> [What you need to do]: Copy each line below that contains "struct".

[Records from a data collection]

====

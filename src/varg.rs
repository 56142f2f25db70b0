//! Variadic helper tables: `D_VARG_COUNT`, `D_VARG_GET_ARG_XX`, `D_HAS_ARGS`, increment macros.
//!
//! Each generator validates its own inputs and yields a [`Document`] for the shared
//! codegen and output path.
use clap::Args;

use crate::error::{ConfigError, ConfigResult, require_ident, require_prefix};
use crate::ir::{Document, Item, Section};

// ————————————————————————————————————————————————————————————————————————————
// TYPES
// ————————————————————————————————————————————————————————————————————————————

#[derive(Args, Debug, Clone)]
pub struct VargCount {
    /// maximum count supported (e.g. 127 for 0..127)
    pub max: usize,

    /// helper macro name
    #[arg(long, default_value = "D_INTERNAL_VARG_COUNT_HELPER")]
    pub helper_name: String,

    /// public count macro name
    #[arg(long, default_value = "D_VARG_COUNT")]
    pub count_name: String,

    /// leading placeholder argument (may be empty)
    #[arg(long, default_value = "_")]
    pub placeholder: String,

    /// helper parameters per line
    #[arg(long, default_value_t = 12)]
    pub params_per_line: usize,

    /// descending numbers per line
    #[arg(long, default_value_t = 13)]
    pub nums_per_line: usize,

    /// prefix for parameter names
    #[arg(long, default_value = "_")]
    pub param_prefix: String,

    /// first parameter index
    #[arg(long, default_value_t = 0)]
    pub param_start: usize,

    /// step between parameter indices
    #[arg(long, default_value_t = 1)]
    pub param_step: usize,
}

#[derive(Args, Debug, Clone)]
pub struct GetArg {
    /// first N (inclusive)
    pub start: usize,

    /// last N (inclusive)
    pub max: usize,

    /// macro name prefix
    #[arg(long, default_value = "D_VARG_GET_ARG_")]
    pub macro_prefix: String,

    /// parameters per line before wrapping
    #[arg(long, default_value_t = 10)]
    pub per_line: usize,

    /// prefix for parameter names
    #[arg(long, default_value = "_")]
    pub param_prefix: String,

    /// first parameter index
    #[arg(long, default_value_t = 1)]
    pub param_start: usize,

    /// step between parameter indices
    #[arg(long, default_value_t = 1)]
    pub param_step: usize,
}

#[derive(Args, Debug, Clone)]
pub struct HasArgs {
    /// maximum argument count to support (e.g. 64, 128, 256)
    pub max: usize,

    /// macro name to generate
    #[arg(long, default_value = "D_HAS_ARGS")]
    pub macro_name: String,

    /// helper macro to call
    #[arg(long, default_value = "D_INTERNAL_HAS_ARGS_HELPER")]
    pub helper_name: String,

    /// numbers per line
    #[arg(long, default_value_t = 16)]
    pub per_line: usize,

    /// helper placeholders start at _1 instead of _0
    #[arg(long)]
    pub msvc: bool,
}

#[derive(Args, Debug, Clone)]
pub struct Inc {
    /// first N (inclusive)
    pub start: usize,

    /// last N (inclusive)
    pub max: usize,

    /// macro name prefix
    #[arg(long, default_value = "D_INTERNAL_INC_")]
    pub macro_prefix: String,

    /// value added to each index (negative to decrement)
    #[arg(long, default_value_t = 1, allow_negative_numbers = true)]
    pub offset: i64,

    /// first index
    #[arg(long, default_value_t = 0)]
    pub param_start: usize,

    /// step between indices
    #[arg(long, default_value_t = 1)]
    pub param_step: usize,
}

// ————————————————————————————————————————————————————————————————————————————
// GENERATORS
// ————————————————————————————————————————————————————————————————————————————

impl VargCount {
    pub fn document(&self) -> ConfigResult<Document> {
        require_ident("--helper-name", &self.helper_name)?;
        require_ident("--count-name", &self.count_name)?;
        if !self.placeholder.is_empty() {
            require_ident("--placeholder", &self.placeholder)?;
        }
        at_least("--params-per-line", self.params_per_line, 1)?;
        at_least("--nums-per-line", self.nums_per_line, 1)?;
        require_ident("--param-prefix", &self.param_prefix)?;
        at_least("--param-step", self.param_step, 1)?;

        let mut params = indexed_params(&self.param_prefix, self.param_start, self.param_step, self.max + 1);
        params.extend(["N".to_string(), "...".to_string()]);

        let mut helper = vec![format!("#define {}( \\", self.helper_name)];
        helper.extend(wrapped("    ", &params, self.params_per_line, ") N"));

        let nums: Vec<String> = (0..=self.max).rev().map(|n| n.to_string()).collect();
        let mut count = vec![
            format!("#define {}(...) \\", self.count_name),
            format!("    {}({}, __VA_ARGS__, \\", self.helper_name, self.placeholder),
        ];
        count.extend(wrapped("        ", &nums, self.nums_per_line, ")"));

        Ok(single_section(
            Vec::new(),
            format!("--- {} + {} ---", self.helper_name, self.count_name),
            vec![Item::Raw(helper), Item::Blank, Item::Raw(count)],
        ))
    }

    pub fn summary(&self) -> String {
        format!(
            "max={}, helper={}, count={}, param_prefix={}, param_start={}, param_step={}",
            self.max, self.helper_name, self.count_name, self.param_prefix, self.param_start, self.param_step
        )
    }
}

impl GetArg {
    pub fn document(&self) -> ConfigResult<Document> {
        at_least("start", self.start, 1)?;
        at_least("max", self.max, self.start)?;
        require_prefix("--macro-prefix", &self.macro_prefix)?;
        require_ident("--param-prefix", &self.param_prefix)?;
        at_least("--per-line", self.per_line, 1)?;
        at_least("--param-step", self.param_step, 1)?;

        let width = self.max.to_string().len().max(2);
        let mut items = Vec::<Item>::new();
        for i in self.start..=self.max {
            if !items.is_empty() {
                items.push(Item::Blank);
            }
            items.push(Item::Raw(self.macro_lines(i, width)));
        }

        Ok(single_section(Vec::new(), format!("--- {}XX ---", self.macro_prefix), items))
    }

    /// Parameters continue aligned under the opening parenthesis; the body sits on its own line.
    fn macro_lines(&self, i: usize, width: usize) -> Vec<String> {
        let head = format!("#define {}{:0width$}(", self.macro_prefix, i);
        let mut params = indexed_params(&self.param_prefix, self.param_start, self.param_step, i);
        let body = params.last().cloned().unwrap_or_default();
        params.push("...".to_string());

        let indent = " ".repeat(head.len());
        let mut lines = wrapped(&indent, &params, self.per_line, ") \\");
        if let Some(first) = lines.first_mut() {
            *first = format!("{head}{}", &first[indent.len()..]);
        }
        lines.push(format!("    {body}"));
        lines
    }

    pub fn summary(&self) -> String {
        format!(
            "N={}..{}, prefix={}, param_prefix={}, param_start={}, param_step={}",
            self.start, self.max, self.macro_prefix, self.param_prefix, self.param_start, self.param_step
        )
    }
}

impl HasArgs {
    /// Helper placeholders: `_0.._max`, or `_1.._max` under `--msvc`.
    pub fn placeholders(&self) -> usize {
        if self.msvc { self.max } else { self.max + 1 }
    }

    pub fn document(&self) -> ConfigResult<Document> {
        at_least("max", self.max, 1)?;
        require_ident("--macro-name", &self.macro_name)?;
        require_ident("--helper-name", &self.helper_name)?;
        at_least("--per-line", self.per_line, 1)?;

        // one trailing 1 per helper placeholder, then the 0
        let ones = self.placeholders();
        let nums: Vec<String> = std::iter::repeat_n("1".to_string(), ones)
            .chain(["0".to_string()])
            .collect();

        let mut lines = vec![
            format!("#define {}(...) \\", self.macro_name),
            format!("    {}(__VA_ARGS__, \\", self.helper_name),
        ];
        lines.extend(wrapped("        ", &nums, self.per_line, ")"));

        let preamble = vec![format!(
            "D_HAS_ARGS: max={}, placeholders={ones}, trailing_ones={ones}",
            self.max
        )];
        Ok(single_section(preamble, format!("--- {} ---", self.macro_name), vec![Item::Raw(lines)]))
    }

    pub fn summary(&self) -> String {
        let first = if self.msvc { 1 } else { 0 };
        format!(
            "max={}, mode={}, placeholders={} (_{first} through _{}), trailing_ones={}",
            self.max,
            if self.msvc { "MSVC" } else { "standard" },
            self.placeholders(),
            self.max,
            self.placeholders()
        )
    }
}

impl Inc {
    pub fn document(&self) -> ConfigResult<Document> {
        at_least("max", self.max, self.start)?;
        require_prefix("--macro-prefix", &self.macro_prefix)?;
        at_least("--param-step", self.param_step, 1)?;

        let lines: Vec<String> = self
            .indices()
            .map(|idx| format!("#define {}{idx} {}", self.macro_prefix, idx as i64 + self.offset))
            .collect();

        Ok(single_section(
            Vec::new(),
            format!("--- {}N (offset: {:+}) ---", self.macro_prefix, self.offset),
            vec![Item::Raw(lines)],
        ))
    }

    /// `max - start + 1` indices from `param_start`, `param_step` apart.
    fn indices(&self) -> impl Iterator<Item = usize> + '_ {
        (0..=self.max.saturating_sub(self.start)).map(|i| self.param_start + i * self.param_step)
    }

    pub fn summary(&self) -> String {
        let first = self.param_start;
        let last = self.indices().last().unwrap_or(first);
        format!(
            "N={}..{}, prefix={}, offset={:+}, {p}{first} -> {}, ..., {p}{last} -> {}",
            self.start,
            self.max,
            self.macro_prefix,
            self.offset,
            first as i64 + self.offset,
            last as i64 + self.offset,
            p = self.macro_prefix,
        )
    }
}

// ————————————————————————————————————————————————————————————————————————————
// INTERNAL HELPERS
// ————————————————————————————————————————————————————————————————————————————

fn at_least(what: &str, value: usize, min: usize) -> ConfigResult<()> {
    if value < min {
        return Err(ConfigError::Bound(format!("{what} must be >= {min} (got {value})")));
    }
    Ok(())
}

fn indexed_params(prefix: &str, start: usize, step: usize, count: usize) -> Vec<String> {
    (0..count).map(|i| format!("{prefix}{}", start + i * step)).collect()
}

/// `items` in lines of `per_line`, each prefixed by `indent`; every line but the last
/// ends in `, \`, the last ends in `last_tail`.
fn wrapped(indent: &str, items: &[String], per_line: usize, last_tail: &str) -> Vec<String> {
    let chunks: Vec<&[String]> = items.chunks(per_line.max(1)).collect();
    let last = chunks.len().saturating_sub(1);
    chunks
        .iter()
        .enumerate()
        .map(|(i, chunk)| {
            let tail = if i == last { last_tail } else { ", \\" };
            format!("{indent}{}{tail}", chunk.join(", "))
        })
        .collect()
}

fn single_section(preamble: Vec<String>, title: String, items: Vec<Item>) -> Document {
    Document {
        preamble,
        include: None,
        sections: vec![Section { title: vec![title], items }],
    }
}

// ------------------------------- Tests ------------------------------------ //
//! Tuple arity selection and the selector keys shared by filters and overrides.
use std::collections::BTreeSet;
use std::fmt;

use once_cell::sync::Lazy;
use regex::Regex;

use crate::error::{ConfigError, ConfigResult};
use crate::family::Family;

pub const MIN_ARITY: usize = 1;
pub const MAX_ARITY: usize = 16;

static TUPLE_RANGE_RE: Lazy<Regex> = Lazy::new(|| Regex::new(r"^\s*(\d+)\s*-\s*(\d+)\s*$").unwrap());

// ————————————————————————————————————————————————————————————————————————————
// SELECTORS
// ————————————————————————————————————————————————————————————————————————————

/// Stable key for filters and per-target overrides.
#[derive(Debug, Clone, Copy, PartialEq, Eq, PartialOrd, Ord, Hash)]
pub enum Selector {
    All,
    Family(Family),
    Tuple(usize),
}

impl Selector {
    /// `all`, `tuple<k>`, a bare `k`, or a family name.
    pub fn parse(src: &str) -> ConfigResult<Self> {
        let key = src.trim();
        if key.eq_ignore_ascii_case("all") {
            return Ok(Selector::All);
        }
        let lowered = key.to_ascii_lowercase();
        let digits = lowered
            .strip_prefix("tuple")
            .filter(|rest| !rest.is_empty() && rest.bytes().all(|b| b.is_ascii_digit()))
            .or_else(|| Some(key).filter(|k| !k.is_empty() && k.bytes().all(|b| b.is_ascii_digit())));
        if let Some(digits) = digits {
            let k: usize = digits
                .parse()
                .map_err(|_| ConfigError::UnknownSelector(key.to_string()))?;
            if !(MIN_ARITY..=MAX_ARITY).contains(&k) {
                return Err(ConfigError::ArityOutOfRange(k));
            }
            return Ok(Selector::Tuple(k));
        }
        Family::parse(key)
            .map(Selector::Family)
            .ok_or_else(|| ConfigError::UnknownSelector(key.to_string()))
    }
}

impl fmt::Display for Selector {
    fn fmt(&self, f: &mut fmt::Formatter<'_>) -> fmt::Result {
        match self {
            Selector::All => f.write_str("all"),
            Selector::Family(family) => write!(f, "{family}"),
            Selector::Tuple(k) => write!(f, "tuple{k}"),
        }
    }
}

/// Include/exclude sets. An empty include admits everything; exclude always wins.
#[derive(Debug, Clone, PartialEq, Eq)]
pub struct Filter<T: Ord> {
    pub include: BTreeSet<T>,
    pub exclude: BTreeSet<T>,
}

impl<T: Ord> Default for Filter<T> {
    fn default() -> Self {
        Self { include: BTreeSet::new(), exclude: BTreeSet::new() }
    }
}

impl<T: Ord> Filter<T> {
    pub fn admits(&self, item: &T) -> bool {
        (self.include.is_empty() || self.include.contains(item)) && !self.exclude.contains(item)
    }
}

/// Split `--only`/`--exclude` selectors into family and tuple filters.
pub fn build_filters(only: &[String], exclude: &[String]) -> ConfigResult<(Filter<Family>, Filter<usize>)> {
    let mut families = Filter::<Family>::default();
    let mut tuples = Filter::<usize>::default();
    for (items, include) in [(only, true), (exclude, false)] {
        for item in items {
            match Selector::parse(item)? {
                Selector::Family(f) if include => { families.include.insert(f); }
                Selector::Family(f) => { families.exclude.insert(f); }
                Selector::Tuple(k) if include => { tuples.include.insert(k); }
                Selector::Tuple(k) => { tuples.exclude.insert(k); }
                Selector::All => return Err(ConfigError::UnknownSelector(item.clone())),
            }
        }
    }
    // `--only pair tuple2` means the pair family and the 2-tuple family
    if !families.include.is_empty() && !tuples.include.is_empty() {
        families.include.insert(Family::Tuple);
    }
    Ok((families, tuples))
}

// ————————————————————————————————————————————————————————————————————————————
// ARITY RESOLUTION
// ————————————————————————————————————————————————————————————————————————————

/// Raw arity inputs, before resolution.
#[derive(Debug, Clone)]
pub struct ArityRequest {
    pub no_tuples: bool,
    /// Per-arity flags (`--3-tuple`).
    pub flags: Vec<usize>,
    /// Inclusive `lo-hi` ranges, either order.
    pub ranges: Vec<String>,
    /// Explicit list; replaces flags and ranges when non-empty.
    pub explicit: Option<Vec<usize>>,
    pub fallback_min: usize,
    pub fallback_max: usize,
}

impl Default for ArityRequest {
    fn default() -> Self {
        Self {
            no_tuples: false,
            flags: Vec::new(),
            ranges: Vec::new(),
            explicit: None,
            fallback_min: 4,
            fallback_max: MAX_ARITY,
        }
    }
}

pub fn parse_tuple_range(tok: &str) -> ConfigResult<(usize, usize)> {
    let caps = TUPLE_RANGE_RE
        .captures(tok)
        .ok_or_else(|| ConfigError::MalformedTupleRange(tok.to_string()))?;
    let bound = |i: usize| {
        caps[i]
            .parse::<usize>()
            .map_err(|_| ConfigError::MalformedTupleRange(tok.to_string()))
    };
    let (a, b) = (bound(1)?, bound(2)?);
    Ok(if a <= b { (a, b) } else { (b, a) })
}

/// Sorted, deduplicated arities within `1..=16`; anything outside is dropped.
pub fn resolve_tuple_arities(req: &ArityRequest) -> ConfigResult<Vec<usize>> {
    if req.no_tuples {
        return Ok(Vec::new());
    }

    let mut chosen = BTreeSet::<usize>::new();
    chosen.extend(req.flags.iter().copied());
    for tok in &req.ranges {
        let (lo, hi) = parse_tuple_range(tok)?;
        chosen.extend(lo..=hi);
    }
    if let Some(explicit) = req.explicit.as_ref().filter(|xs| !xs.is_empty()) {
        chosen = explicit.iter().copied().collect();
    }
    if chosen.is_empty() {
        chosen.extend(req.fallback_min..=req.fallback_max);
    }

    Ok(chosen
        .into_iter()
        .filter(|k| (MIN_ARITY..=MAX_ARITY).contains(k))
        .collect())
}

// ------------------------------- Tests ------------------------------------ //
//! Output planning: targets × arities → an ordered list of documents to write.
use std::path::{Path, PathBuf};

use crate::arity::Selector;
use crate::cascade;
use crate::config::GeneratorConfig;
use crate::document::build_document;
use crate::error::ConfigResult;
use crate::interval::Target;
use crate::ir::Document;
use crate::lower::CountRange;
use crate::naming;

/// One file to write.
#[derive(Debug, Clone)]
pub struct Job {
    pub path: PathBuf,
    pub document: Document,
    /// Short description for the log line, e.g. `tuple=4, 0..64`.
    pub summary: String,
}

/// Plan every document for the run, in write order.
///
/// Order is target-major, except in cascade mode where each arity's chain is
/// planned in full before the next arity.
pub fn plan_jobs(config: &GeneratorConfig, targets: &[Target]) -> ConfigResult<Vec<Job>> {
    if !config.tuple_per_file {
        return targets
            .iter()
            .map(|target| -> ConfigResult<Job> {
                let path = relocate(&target.path, config.destination(&[Selector::All]));
                let range = CountRange::full(target.n);
                Ok(Job {
                    path,
                    document: build_document(config, &config.tuple_arities, range, None)?,
                    summary: describe(None, range),
                })
            })
            .collect();
    }

    let mut jobs = Vec::<Job>::new();

    if config.cascade {
        for &k in &config.tuple_arities {
            let chain: Vec<Target> = targets
                .iter()
                .map(|t| Target { path: tuple_path(config, &t.path, k), n: t.n })
                .collect();
            for segment in cascade::plan_cascade(&chain)? {
                jobs.push(Job {
                    document: build_document(config, &[k], segment.range, segment.include)?,
                    summary: describe(Some(k), segment.range),
                    path: segment.path,
                });
            }
        }
        return Ok(jobs);
    }

    for target in targets {
        for &k in &config.tuple_arities {
            let range = CountRange::full(target.n);
            jobs.push(Job {
                path: tuple_path(config, &target.path, k),
                document: build_document(config, &[k], range, None)?,
                summary: describe(Some(k), range),
            });
        }
    }
    Ok(jobs)
}

fn tuple_path(config: &GeneratorConfig, base: &Path, k: usize) -> PathBuf {
    let path = naming::apply_tuple_to_path(base, k);
    relocate(&path, config.destination(&[Selector::Tuple(k), Selector::All]))
}

/// Move `path` into `dir`, keeping its file name.
fn relocate(path: &Path, dir: Option<&Path>) -> PathBuf {
    match (dir, path.file_name()) {
        (Some(dir), Some(name)) => dir.join(name),
        _ => path.to_path_buf(),
    }
}

fn describe(arity: Option<usize>, range: CountRange) -> String {
    let span = if range.is_first() {
        format!("0..{}", range.through)
    } else {
        format!("{}..{}", range.after + 1, range.through)
    };
    match arity {
        Some(k) => format!("tuple={k}, {span}"),
        None => span,
    }
}

// ------------------------------- Tests ------------------------------------ //
//! One output document: families in fixed order, each capped and bounded to the count range.
use crate::cap;
use crate::config::GeneratorConfig;
use crate::error::ConfigResult;
use crate::family::Family;
use crate::ir::{Document, Section};
use crate::lower::{CountRange, lower_family, lower_wrappers};
use crate::naming;

/// Families emitted before the tuple sections.
const LEADING: [Family; 6] = [
    Family::ForEach,
    Family::Separator,
    Family::Pair,
    Family::PairSeparator,
    Family::Triple,
    Family::TripleSeparator,
];

/// Assemble the document for `range`, carrying tuple sections for `arities`.
///
/// `include` names the previous cascade segment. Wrappers are only emitted by the
/// first document of a chain.
pub fn build_document(
    config: &GeneratorConfig,
    arities: &[usize],
    range: CountRange,
    include: Option<String>,
) -> ConfigResult<Document> {
    let mut sections = Vec::<Section>::new();

    for family in LEADING {
        if config.includes(family) {
            sections.push(indexed_section(config, family, range));
        }
    }

    let mut tuple_bases = Vec::<(usize, String)>::new();
    if config.includes(Family::Tuple) {
        for &k in arities {
            let shape = config.tuple_shape(k)?;
            let cap = cap::family_max(Family::Tuple, k, range.through, config.strict);
            sections.push(lower_family(&shape, range.capped(cap)));
            tuple_bases.push((k, naming::substitute(&config.tuple_template(k), k, "")));
        }
    }

    if config.includes(Family::DataSeparator) {
        sections.push(indexed_section(config, Family::DataSeparator, range));
    }

    if config.includes(Family::Wrappers) && range.is_first() {
        let families: Vec<(Family, String)> = Family::INDEXED
            .into_iter()
            .filter(|f| config.includes(*f))
            .map(|f| (f, config.family_base(f)))
            .collect();
        sections.push(lower_wrappers(&families, &tuple_bases));
    }

    Ok(Document { preamble: Vec::new(), include, sections })
}

fn indexed_section(config: &GeneratorConfig, family: Family, range: CountRange) -> Section {
    let cap = cap::family_max(family, 0, range.through, config.strict);
    lower_family(&config.indexed_shape(family), range.capped(cap))
}

// ------------------------------- Tests ------------------------------------ //
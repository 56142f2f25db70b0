//! Configuration errors. Everything here is raised before any output is produced.

/// A rejected generator configuration.
#[derive(thiserror::Error, Debug, Clone, PartialEq, Eq)]
pub enum ConfigError {
    #[error("invalid interval '{0}': expected format (start,end,step)")]
    MalformedInterval(String),

    #[error("interval step cannot be 0 (in '{0}')")]
    ZeroStep(String),

    #[error("invalid tuple range '{0}': expected like 4-16")]
    MalformedTupleRange(String),

    #[error("either --max or --intervals must be provided")]
    MissingCount,

    #[error("naming template '{template}' must contain exactly one '{marker}' ({found} found)")]
    CountPlaceholder { template: String, marker: char, found: usize },

    #[error("naming template '{template}' may contain at most one '{marker}' ({found} found)")]
    ArityPlaceholder { template: String, marker: char, found: usize },

    #[error("naming template '{template}' must contain '{marker}' when generating multiple tuple arities")]
    AmbiguousNaming { template: String, marker: char },

    #[error("{what} must be a C identifier (got {value:?})")]
    NotIdentifier { what: &'static str, value: String },

    #[error("tuple arity {0} is out of range (supported: 1..=16)")]
    ArityOutOfRange(usize),

    #[error("tuple arity must be >= 1")]
    ZeroArity,

    #[error("unknown family or tuple selector '{0}'")]
    UnknownSelector(String),

    #[error("'{0}' cannot be aliased as a family; use tuple<k>=ALIAS for tuple arities")]
    NotAliasable(String),

    #[error("invalid {what} '{value}': expected 'key=value'")]
    MalformedPair { what: &'static str, value: String },

    #[error("cascade targets must be strictly increasing in N ({previous} is followed by {next})")]
    CascadeOrder { previous: usize, next: usize },

    #[error("cascade targets must resolve to distinct files ('{0}' appears more than once)")]
    CascadePath(String),

    #[error("{0}")]
    Bound(String),
}

pub type ConfigResult<T> = Result<T, ConfigError>;

/// Simple "good enough" C identifier check.
pub fn is_c_ident(s: &str) -> bool {
    let mut chars = s.chars();
    match chars.next() {
        Some(c) if c.is_ascii_alphabetic() || c == '_' => {}
        _ => return false,
    }
    chars.all(|c| c.is_ascii_alphanumeric() || c == '_')
}

pub fn require_ident(what: &'static str, value: &str) -> ConfigResult<()> {
    if is_c_ident(value) {
        Ok(())
    } else {
        Err(ConfigError::NotIdentifier { what, value: value.to_string() })
    }
}

/// A macro prefix like `D_INTERNAL_INC_`: trailing underscores aside, it must start an identifier.
pub fn require_prefix(what: &'static str, value: &str) -> ConfigResult<()> {
    if is_c_ident(value.trim_end_matches('_')) {
        Ok(())
    } else {
        Err(ConfigError::NotIdentifier { what, value: value.to_string() })
    }
}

====

> [Output for this exercise]:
pub struct VargCount {
pub struct GetArg {
pub struct HasArgs {
pub struct Inc {
pub struct Filter<T: Ord> {
pub struct ArityRequest {
pub struct Job {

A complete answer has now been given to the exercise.